“Akulah petualang yang mencari kebenaran. Akulah manusia yang mencari makna dan hakikat kemanusiannya di tengah manusia. Akulah patriot yang berjuang menegakkan kehormatan, kebebasan, ketenangan, dan kehidupan yang baik bagi tanah air..” -Hasan al Banna-



Kembalikan Generasi Pembaharu Kami

Kembalikan Generasi Pembaharu Kami*
Refleksi Akhir Pengantar Pergantian Generasi Kampus
TW Yunianto**

Potret Negeri
Indonesia, tanah ribuan pulau saat ini terkungkung dalam tragisnya euforia sosial. Negeri dengan 230 juta penduduk ini terkenal dengan surganya dunia. Mulai dari potensi penduduk yang memberikan peringkat keempat pada kategori negara terpadat di dunia, serta kekayaan alamnya yang membentang dari ujung Sabang sampai Merauke. Namun realitanya adalah, 63 juta penduduk Indonesia saat ini masuk dalam kategori miskin dan hampir miskin. Di tengah ramainya hiruk pikuk kemewahan ibu kota, namun di sisi lain jutaan rakyat Indonesia kelaparan, ribuan bayi busung lapar menanti sesuap nasi. Indonesia, salah negeri yang menjadi pusat budaya di Asia Tenggara di era pertengahan abad 20, saat ini berada pada posisi yang terbalik. Kegagalan pemerintah di bidang pendidikan menempatkan Indonesia menjadi 5 besar negeri terkorup di dunia. Apalagi, saat ini pemerintah masih belum mampu menempatkan pembangunan sektor pendidikan sebagai suatu hal yang mutlak untuk dilakukan. Hal ini dapat kita lihat dari alokasi pembagian belanja negara yang tertuang dalam APBN 2006 yang masih menitikberatkan pada pembayaran bunga hutang negara.

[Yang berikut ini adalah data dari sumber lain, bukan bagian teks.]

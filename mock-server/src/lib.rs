use std::sync::{
    atomic::{AtomicU64, Ordering},
    Arc,
};

use axum::{
    extract::{Path, State},
    http::StatusCode,
    routing::post,
    Json, Router,
};
use serde::{Deserialize, Serialize};
use tokio::net::TcpListener;
use tracing::debug;

/// First id handed out, matching the public demo service.
pub const FIRST_ID: u64 = 101;

#[derive(Clone, Debug, Serialize, Deserialize)]
pub struct Post {
    pub id: u64,
    pub title: String,
    pub body: String,
    #[serde(rename = "userId")]
    pub user_id: u64,
}

#[derive(Deserialize)]
pub struct CreatePost {
    pub title: String,
    pub body: String,
    #[serde(rename = "userId")]
    pub user_id: u64,
}

pub type NextId = Arc<AtomicU64>;

pub fn app() -> Router {
    let next_id: NextId = Arc::new(AtomicU64::new(FIRST_ID));
    Router::new()
        .route("/posts", post(create_post))
        .route("/status/{code}", post(respond_with_status))
        .with_state(next_id)
}

pub async fn run(listener: TcpListener) -> Result<(), std::io::Error> {
    axum::serve(listener, app()).await
}

/// Echo the post back with a fresh id. Nothing is stored.
async fn create_post(
    State(next_id): State<NextId>,
    Json(input): Json<CreatePost>,
) -> (StatusCode, Json<Post>) {
    let post = Post {
        id: next_id.fetch_add(1, Ordering::Relaxed),
        title: input.title,
        body: input.body,
        user_id: input.user_id,
    };
    debug!(id = post.id, "echoing post");
    (StatusCode::CREATED, Json(post))
}

/// Answer with an arbitrary status, for exercising client failure paths.
async fn respond_with_status(Path(code): Path<u16>) -> Result<StatusCode, StatusCode> {
    StatusCode::from_u16(code).map_err(|_| StatusCode::BAD_REQUEST)
}
//! Stateless HTTP request builder and response parser for the posts endpoint.
//!
//! # Design
//! `PostClient` holds only a `base_url` and carries no mutable state between
//! calls. Creating a post is split into `build_create_post`, which produces
//! an `HttpRequest`, and `parse_create_post`, which consumes an
//! `HttpResponse`. The round-trip in between belongs to the caller.

use tracing::debug;

use crate::error::ApiError;
use crate::http::{HttpMethod, HttpRequest, HttpResponse};
use crate::types::Post;

/// Public demo service that echoes posted objects back with an `id`.
pub const DEFAULT_BASE_URL: &str = "https://jsonplaceholder.typicode.com";

/// Synchronous, stateless client for the posts endpoint.
#[derive(Debug, Clone)]
pub struct PostClient {
    base_url: String,
}

impl PostClient {
    pub fn new(base_url: &str) -> Self {
        Self {
            base_url: base_url.trim_end_matches('/').to_string(),
        }
    }

    pub fn endpoint(&self) -> String {
        format!("{}/posts", self.base_url)
    }

    pub fn build_create_post(&self, input: &Post) -> Result<HttpRequest, ApiError> {
        let body =
            serde_json::to_string(input).map_err(|e| ApiError::SerializationError(e.to_string()))?;
        Ok(HttpRequest {
            method: HttpMethod::Post,
            path: self.endpoint(),
            headers: vec![("content-type".to_string(), "application/json".to_string())],
            body: Some(body),
        })
    }

    pub fn parse_create_post(&self, response: HttpResponse) -> Result<Post, ApiError> {
        check_status(&response)?;
        debug!(status = response.status, "parsing create-post response");
        serde_json::from_str(&response.body)
            .map_err(|e| ApiError::DeserializationError(e.to_string()))
    }
}

impl Default for PostClient {
    fn default() -> Self {
        Self::new(DEFAULT_BASE_URL)
    }
}

/// Anything outside 2xx is a failure; the body is kept for debugging.
fn check_status(response: &HttpResponse) -> Result<(), ApiError> {
    if response.is_success() {
        return Ok(());
    }
    Err(ApiError::HttpError {
        status: response.status,
        body: response.body.clone(),
    })
}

Hal ini diperparah lagi dengan adanya 55,54% penduduk usia sekolah tidak terlayani oleh pendidikan formal. Lebih dari 40 juta orang menganggur di negara kita. Penduduk negeri ini mempunyai kualitas SDM nomor 117 dari 175 negara di dunia. Jumlah penganggur saat ini semakin naik dari tahun ke tahun dengan distribusi sekitar 11,6 juta dari total angkatan kerja 106,9 juta, atau sekitar 10,84 % orang Indonesia menganggur (data Oktober 2005). Dilihat dari pendapatan per kapita yang masih berada di bawah $US 1.000, mendudukkan negeri kita sebagai salah satu negara termiskin di dunia. Itulah potret dari negeri yang kita cintai ini. Indonesia, salah satu negara yang mampu mendapatkan kemerdekaannya tanpa diberi oleh penjajah, melainkan melalui sebuah perjalanan panjang yang sarat dengan perjuangan dan pengorbanan.
Sumpah Pemuda 1928 menginspirasikan kepada kita bahwasanya semangat perjuangan itu masih ada dan terpatri di dalam setiap dada para pemuda saat itu. Sekarang usia Sumpah Pemuda hampir mendekati 8 dasawarsa. Akankah semangat - semangat serta idealisme itu masih membara hingga saat ini ? Sebuah pertanyaan besar bagi kita para pemuda yang seringkali dikatakan sebagai tulang punggung bangsa. Di tengah kemelut konflik dan terpaan krisis yang saat ini menempa negeri Indonesia Raya ini, masih adakah para pemuda yang terpanggil nuraninya untuk kembali bangkit, persembahkan segala potensi, akal, pikiran, dan tenaganya untuk masa depan bangsa ? Sumpah Pemuda yang memberikan titik acu kemerdekaan bangsa di era 1945, ternyata mampu menggerakkan semangat serta semua kekuatan para pemuda untuk bangkit dan berjuang melawan penindasan kolonialisme yang membawa bangsa ke arah keterpurukan. Namun, sekali lagi, dimanakah semangat para pemuda saat ini ? Apakah semangat mereka hanya habis terkikis oleh euforia - euforia zaman yang serba edan ini ? Sepertinya tak salah kalau mantan Ketua MPR kita, Prof. Amien Rais menyindir sikap pemuda yang terjadi saat ini dengan istilah imbas-imbis, sebuah inkonsistensi sikap yang membawa kemunduran dan degradasi di segala bidang.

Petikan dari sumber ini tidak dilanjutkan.